impl DiagnosticsEngine {
    pub fn new(config: DiagnosticsConfig) -> Self {
        Self { config }
    }

    pub fn config(&self) -> &DiagnosticsConfig {
        &self.config
    }

    pub fn run_all_diagnostics(&self, graph: &NarrativeGraph) -> DiagnosticsReport {
        self.run_at(graph, Utc::now())
    }

    /// Deterministic core: all time-based checks are relative to `now`.
    pub fn run_at(&self, graph: &NarrativeGraph, now: DateTime<Utc>) -> DiagnosticsReport {
        let skipped_references = graph.inconsistencies();
        if !skipped_references.is_empty() {
            tracing::warn!(
                "Diagnostics skipping {} dangling reference(s)",
                skipped_references.len()
            );
        }

        let index = GraphIndex::build(graph);
        let components = components_of(graph, &index);

        let structural_issues = self.structural_issues(graph, &index, &components);
        let isolated_characters = self.isolated_characters(graph, &index);
        let abandoned_conflicts = self.abandoned_conflicts(graph, now);
        let overloaded_characters = self.overloaded_characters(graph, &index);
        let weak_connections = self.weak_connections(graph, &index);
        let redundancies = self.redundancies(graph, &index);

        let counts = IssueCounts {
            structural: structural_issues.len(),
            isolated: isolated_characters.completely_isolated(),
            abandoned: abandoned_conflicts.total_abandoned,
            overloaded: overloaded_characters.total_overloaded,
            weak: weak_connections.total_weak,
            redundant: redundancies.total_redundant,
        };
        let overall_health_score = health_score(&counts);
        let criticality_level = criticality_for(overall_health_score);

        tracing::info!(
            "Diagnostics: score {} ({}) over {} characters, {} relationships, {} conflicts",
            overall_health_score,
            criticality_level.as_str(),
            graph.character_count(),
            graph.relationship_count(),
            graph.conflict_count()
        );

        DiagnosticsReport {
            overall_health_score,
            criticality_level,
            structural_issues,
            isolated_characters,
            abandoned_conflicts,
            overloaded_characters,
            weak_connections,
            redundancies,
            components,
            skipped_references,
            generated_at: now,
        }
    }

    fn structural_issues(
        &self,
        graph: &NarrativeGraph,
        index: &GraphIndex<'_>,
        components: &[Vec<CharacterId>],
    ) -> Vec<StructuralIssue> {
        let mut issues = Vec::new();

        let groups: Vec<&Vec<CharacterId>> = components.iter().filter(|c| c.len() >= 2).collect();
        if groups.len() >= 2 {
            issues.push(StructuralIssue {
                kind: StructuralIssueType::DisconnectedComponents,
                severity: Severity::High,
                description: format!(
                    "The network is split into {} disconnected groups of characters",
                    groups.len()
                ),
                affected_elements: groups.into_iter().flatten().cloned().collect(),
            });
        }

        let critical = critical_nodes_of(graph, index, self.config.critical_degree);
        if !critical.is_empty() {
            issues.push(StructuralIssue {
                kind: StructuralIssueType::SinglePointFailure,
                severity: Severity::Medium,
                description: "Some characters are critical: removing one may fragment the network"
                    .to_string(),
                affected_elements: critical,
            });
        }
        issues
    }

    fn isolated_characters(
        &self,
        graph: &NarrativeGraph,
        index: &GraphIndex<'_>,
    ) -> IsolatedCharacters {
        let mut characters = Vec::new();
        for character in graph.characters() {
            let rels = index.degree(&character.id);
            let conflicts = index.conflict_count(&character.id);
            let Some(isolation_type) = classify_isolation(rels, conflicts) else {
                continue;
            };
            let suggested_connections = match isolation_type {
                IsolationType::ConflictIsolated => {
                    self.suggest_conflict_involvement(graph, index, &character.id)
                }
                _ => self.suggest_connections(graph, index, &character.id),
            };
            characters.push(IsolatedCharacterIssue {
                character_name: character.name.clone(),
                character_id: character.id.clone(),
                isolation_type,
                suggested_connections,
            });
        }
        IsolatedCharacters {
            total_isolated: characters.len(),
            characters,
        }
    }

    /// Up to three characters not yet related to `id`: co-conflict members first,
    /// then the best-connected.
    fn suggest_connections(
        &self,
        graph: &NarrativeGraph,
        index: &GraphIndex<'_>,
        id: &CharacterId,
    ) -> Vec<String> {
        let neighbors = index.neighbors(id);
        let co_involved: BTreeSet<&CharacterId> = index
            .conflicts
            .get(id)
            .into_iter()
            .flatten()
            .flat_map(|c| c.involved_characters.iter())
            .collect();

        let mut candidates: Vec<_> = graph
            .characters()
            .filter(|c| &c.id != id && !neighbors.contains(&c.id))
            .collect();
        candidates.sort_by_key(|c| {
            (
                !co_involved.contains(&c.id),
                std::cmp::Reverse(index.degree(&c.id)),
                c.name.clone(),
            )
        });
        candidates
            .into_iter()
            .take(3)
            .map(|c| connection_suggestion(&c.name))
            .collect()
    }

    /// Up to two unresolved conflicts, preferring those a related character is already in.
    fn suggest_conflict_involvement(
        &self,
        graph: &NarrativeGraph,
        index: &GraphIndex<'_>,
        id: &CharacterId,
    ) -> Vec<String> {
        let neighbors = index.neighbors(id);
        let mut open: Vec<&Conflict> = graph.conflicts().filter(|c| !c.is_resolved()).collect();
        open.sort_by_key(|c| !c.involved_characters.iter().any(|m| neighbors.contains(m)));

        let suggestions: Vec<String> = open
            .into_iter()
            .take(2)
            .map(|c| involvement_suggestion(&c.name))
            .collect();
        if suggestions.is_empty() {
            return vec!["Introduce a conflict that tests this character's relationships".to_string()];
        }
        suggestions
    }

    fn abandoned_conflicts(&self, graph: &NarrativeGraph, now: DateTime<Utc>) -> AbandonedConflicts {
        let mut conflicts = Vec::new();
        for conflict in graph.conflicts() {
            let days = days_inactive(conflict, now);
            let mut issue_types = Vec::new();
            if days > self.config.abandoned_after_days {
                issue_types.push(AbandonedReason::StuckInPhase);
            }
            if conflict.strength < self.config.weak_involvement_below {
                issue_types.push(AbandonedReason::WeakInvolvement);
            }
            if issue_types.is_empty() {
                continue;
            }
            conflicts.push(AbandonedConflictIssue {
                conflict_name: conflict.name.clone(),
                conflict_id: conflict.id.clone(),
                issue_types,
                days_inactive: days,
                suggested_actions: conflict_actions(conflict),
            });
        }
        AbandonedConflicts {
            total_abandoned: conflicts.len(),
            conflicts,
        }
    }

    fn overloaded_characters(
        &self,
        graph: &NarrativeGraph,
        index: &GraphIndex<'_>,
    ) -> OverloadedCharacters {
        let threshold = self.config.overload_threshold;
        let mut characters = Vec::new();
        for character in graph.characters() {
            let rels = index.degree(&character.id);
            let conflict_load = 2 * index.conflict_count(&character.id);
            let load = rels + conflict_load;
            if load <= threshold {
                continue;
            }
            let overload_type = if rels > threshold {
                OverloadType::TooManyRelationships
            } else if conflict_load > threshold {
                OverloadType::TooManyConflicts
            } else {
                OverloadType::CentralBottleneck
            };
            characters.push(OverloadedCharacterIssue {
                character_name: character.name.clone(),
                character_id: character.id.clone(),
                overload_type,
                current_load: load,
                recommended_load: self.config.target_load,
                suggested_distribution: load_distribution(overload_type),
            });
        }
        OverloadedCharacters {
            total_overloaded: characters.len(),
            characters,
        }
    }

    fn weak_connections(&self, graph: &NarrativeGraph, index: &GraphIndex<'_>) -> WeakConnections {
        let below = self.config.weak_connection_below;
        let mut connections = Vec::new();

        for rel in index.valid_relationships.iter().filter(|r| r.strength < below) {
            connections.push(WeakConnectionIssue {
                connection_type: ConnectionType::Relationship,
                element_id: rel.id.to_string(),
                weakness: "Weak relationship strength".to_string(),
                strength_score: rel.strength,
                improvement_suggestions: vec![
                    "Add more scenes where the two characters interact".to_string(),
                    "Develop their shared backstory".to_string(),
                    "Create a conflict that brings them together".to_string(),
                ],
            });
        }
        for conflict in graph.conflicts().filter(|c| c.strength < below) {
            connections.push(WeakConnectionIssue {
                connection_type: ConnectionType::ConflictInvolvement,
                element_id: conflict.id.to_string(),
                weakness: "Weak involvement in the conflict".to_string(),
                strength_score: conflict.strength,
                improvement_suggestions: vec![
                    "Raise the stakes of the conflict".to_string(),
                    "Add significant turning points".to_string(),
                    "Tie the conflict to the characters' core motivations".to_string(),
                ],
            });
        }
        WeakConnections {
            total_weak: connections.len(),
            connections,
        }
    }

    fn redundancies(&self, graph: &NarrativeGraph, index: &GraphIndex<'_>) -> Redundancies {
        let mut items = Vec::new();

        for (a, b) in duplicate_relationship_pairs(&index.valid_relationships) {
            items.push(RedundancyIssue {
                redundancy_type: RedundancyType::DuplicateRelationships,
                affected_elements: vec![a.to_string(), b.to_string()],
                redundancy_score: 0.8,
                consolidation_suggestion:
                    "Merge the duplicate relationships into one stronger relationship".to_string(),
            });
        }
        for group in similar_conflict_groups(graph) {
            items.push(RedundancyIssue {
                redundancy_type: RedundancyType::SimilarConflicts,
                affected_elements: group.iter().map(|id| id.to_string()).collect(),
                redundancy_score: 0.7,
                consolidation_suggestion:
                    "Merge the similar conflicts into a single, more complex conflict".to_string(),
            });
        }
        Redundancies {
            total_redundant: items.len(),
            items,
        }
    }
}
//! Text-generation backends.
//!
//! [`TextBackend`] is the seam between [`ModelClient`](super::ModelClient) and the
//! network. [`GeminiBackend`] talks to the Gemini `generateContent` REST endpoint.

use std::time::Duration;

use async_trait::async_trait;
use reqwest::header::{HeaderMap, HeaderValue, CONTENT_TYPE};
use serde::{Deserialize, Serialize};

use super::error::ModelError;
use super::types::ModelId;

pub const DEFAULT_BASE_URL: &str = "https://generativelanguage.googleapis.com/v1beta";

/// Maximum accepted response body (2MB).
const MAX_RESPONSE_LEN: usize = 2 * 1_024 * 1_024;

// =============================================================================
// TRAIT
// =============================================================================

/// One fully-resolved call to a backend.
#[derive(Debug, Clone, PartialEq)]
pub struct BackendCall {
    pub model: ModelId,
    pub prompt: String,
    pub temperature: f32,
    pub max_output_tokens: u32,
    pub top_p: f32,
    pub top_k: u32,
    pub stop_sequences: Vec<String>,
}

/// A text-generation backend. Returns the raw response text.
#[async_trait]
pub trait TextBackend: Send + Sync {
    async fn generate(&self, call: &BackendCall) -> Result<String, ModelError>;

    /// Short label used in logs.
    fn name(&self) -> &str {
        "backend"
    }
}

// =============================================================================
// GEMINI ADAPTER
// =============================================================================

#[derive(Debug, Clone)]
pub struct GeminiBackend {
    client: reqwest::Client,
    base_url: String,
}

impl GeminiBackend {
    pub fn new(api_key: impl Into<String>) -> Result<Self, ModelError> {
        Self::with_config(api_key, DEFAULT_BASE_URL, Duration::from_secs(300))
    }

    /// Create from `GEMINI_API_KEY` (and optional `GEMINI_BASE_URL`).
    pub fn from_env() -> Result<Self, ModelError> {
        let api_key = std::env::var("GEMINI_API_KEY")
            .ok()
            .filter(|k| !k.trim().is_empty())
            .ok_or_else(|| ModelError::Config("GEMINI_API_KEY not set".into()))?;
        let base_url =
            std::env::var("GEMINI_BASE_URL").unwrap_or_else(|_| DEFAULT_BASE_URL.to_string());
        Self::with_config(api_key, base_url, Duration::from_secs(300))
    }

    /// `timeout` is a transport ceiling; per-attempt timeouts are enforced by the client.
    pub fn with_config(
        api_key: impl Into<String>,
        base_url: impl Into<String>,
        timeout: Duration,
    ) -> Result<Self, ModelError> {
        let api_key = api_key.into();
        let base_url = base_url.into().trim_end_matches('/').to_string();

        let mut headers = HeaderMap::new();
        headers.insert(CONTENT_TYPE, HeaderValue::from_static("application/json"));
        let key_value = HeaderValue::from_str(&api_key)
            .map_err(|_| ModelError::Config("Invalid API key format".into()))?;
        headers.insert("x-goog-api-key", key_value);

        let client = reqwest::Client::builder()
            .timeout(timeout)
            .default_headers(headers)
            .build()
            .map_err(|e| ModelError::Config(format!("Failed to create HTTP client: {e}")))?;

        Ok(Self { client, base_url })
    }

    fn generate_url(&self, model: ModelId) -> String {
        format!("{}/models/{}:generateContent", self.base_url, model.as_str())
    }
}

// =============================================================================
// API TYPES
// =============================================================================

#[derive(Serialize)]
#[serde(rename_all = "camelCase")]
struct GenerateContentRequest<'a> {
    contents: [Content<'a>; 1],
    generation_config: GenerationConfig<'a>,
}

#[derive(Serialize)]
struct Content<'a> {
    role: &'static str,
    parts: [Part<'a>; 1],
}

#[derive(Serialize)]
struct Part<'a> {
    text: &'a str,
}

#[derive(Serialize)]
#[serde(rename_all = "camelCase")]
struct GenerationConfig<'a> {
    temperature: f32,
    max_output_tokens: u32,
    top_p: f32,
    top_k: u32,
    #[serde(skip_serializing_if = "no_stops")]
    stop_sequences: &'a [String],
}

fn no_stops(stops: &&[String]) -> bool {
    stops.is_empty()
}

#[derive(Deserialize)]
#[serde(rename_all = "camelCase")]
struct GenerateContentResponse {
    candidates: Option<Vec<Candidate>>,
    error: Option<ApiError>,
}

#[derive(Deserialize)]
#[serde(rename_all = "camelCase")]
struct Candidate {
    content: Option<CandidateContent>,
    finish_reason: Option<String>,
}

#[derive(Deserialize)]
struct CandidateContent {
    #[serde(default)]
    parts: Vec<CandidatePart>,
}

#[derive(Deserialize)]
struct CandidatePart {
    text: Option<String>,
}

#[derive(Deserialize)]
struct ApiError {
    message: Option<String>,
}

#[async_trait]
impl TextBackend for GeminiBackend {
    async fn generate(&self, call: &BackendCall) -> Result<String, ModelError> {
        let body = GenerateContentRequest {
            contents: [Content {
                role: "user",
                parts: [Part { text: &call.prompt }],
            }],
            generation_config: GenerationConfig {
                temperature: call.temperature,
                max_output_tokens: call.max_output_tokens,
                top_p: call.top_p,
                top_k: call.top_k,
                stop_sequences: &call.stop_sequences,
            },
        };

        let mut response = self
            .client
            .post(self.generate_url(call.model))
            .json(&body)
            .send()
            .await?;

        let status = response.status();
        let mut bytes = Vec::new();
        while let Some(chunk) = response.chunk().await? {
            if bytes.len() + chunk.len() > MAX_RESPONSE_LEN {
                return Err(ModelError::backend(
                    format!("Response too large: over {MAX_RESPONSE_LEN} bytes"),
                    false,
                ));
            }
            bytes.extend_from_slice(&chunk);
        }
        let text = String::from_utf8_lossy(&bytes);

        if !status.is_success() {
            let message = serde_json::from_str::<GenerateContentResponse>(&text)
                .ok()
                .and_then(|r| r.error)
                .and_then(|e| e.message)
                .unwrap_or_else(|| format!("HTTP {}", status.as_u16()));
            return Err(ModelError::backend_with_status(message, status.as_u16()));
        }

        let parsed: GenerateContentResponse = serde_json::from_str(&text)
            .map_err(|e| ModelError::backend(format!("Invalid JSON: {e}"), false))?;

        if let Some(message) = parsed.error.and_then(|e| e.message) {
            return Err(ModelError::backend(message, false));
        }

        let candidate = parsed
            .candidates
            .and_then(|c| c.into_iter().next())
            .ok_or_else(|| ModelError::backend("No candidates in response", true))?;

        let content: String = candidate
            .content
            .map(|c| c.parts.into_iter().filter_map(|p| p.text).collect())
            .unwrap_or_default();

        if content.trim().is_empty() {
            let reason = candidate.finish_reason.unwrap_or_else(|| "unknown".into());
            return Err(ModelError::backend(
                format!("Empty response (finish reason: {reason})"),
                reason != "SAFETY",
            ));
        }

        Ok(content)
    }

    fn name(&self) -> &str {
        "gemini"
    }
}

#[cfg(test)]
mod tests {
    use super::*;

    #[test]
    fn test_request_body_shape() {
        let stops = vec!["END".to_string()];
        let body = GenerateContentRequest {
            contents: [Content {
                role: "user",
                parts: [Part { text: "hello" }],
            }],
            generation_config: GenerationConfig {
                temperature: 0.5,
                max_output_tokens: 100,
                top_p: 0.95,
                top_k: 40,
                stop_sequences: &stops,
            },
        };
        let json = serde_json::to_value(&body).unwrap();
        assert_eq!(json["contents"][0]["parts"][0]["text"], "hello");
        assert_eq!(json["generationConfig"]["maxOutputTokens"], 100);
        assert_eq!(json["generationConfig"]["topK"], 40);
        assert_eq!(json["generationConfig"]["stopSequences"][0], "END");
    }

    #[test]
    fn test_url_trims_trailing_slash() {
        let backend =
            GeminiBackend::with_config("key", "http://localhost:9/v1/", Duration::from_secs(1))
                .unwrap();
        assert_eq!(
            backend.generate_url(ModelId::Flash),
            "http://localhost:9/v1/models/gemini-2.5-flash:generateContent"
        );
    }
}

• [Exercise instructions]: Search the records above for the string "HeaderValue". Copy every line that contains it.

• [Response below]:
use reqwest::header::{HeaderMap, HeaderValue, CONTENT_TYPE};
        headers.insert(CONTENT_TYPE, HeaderValue::from_static("application/json"));
        let key_value = HeaderValue::from_str(&api_key)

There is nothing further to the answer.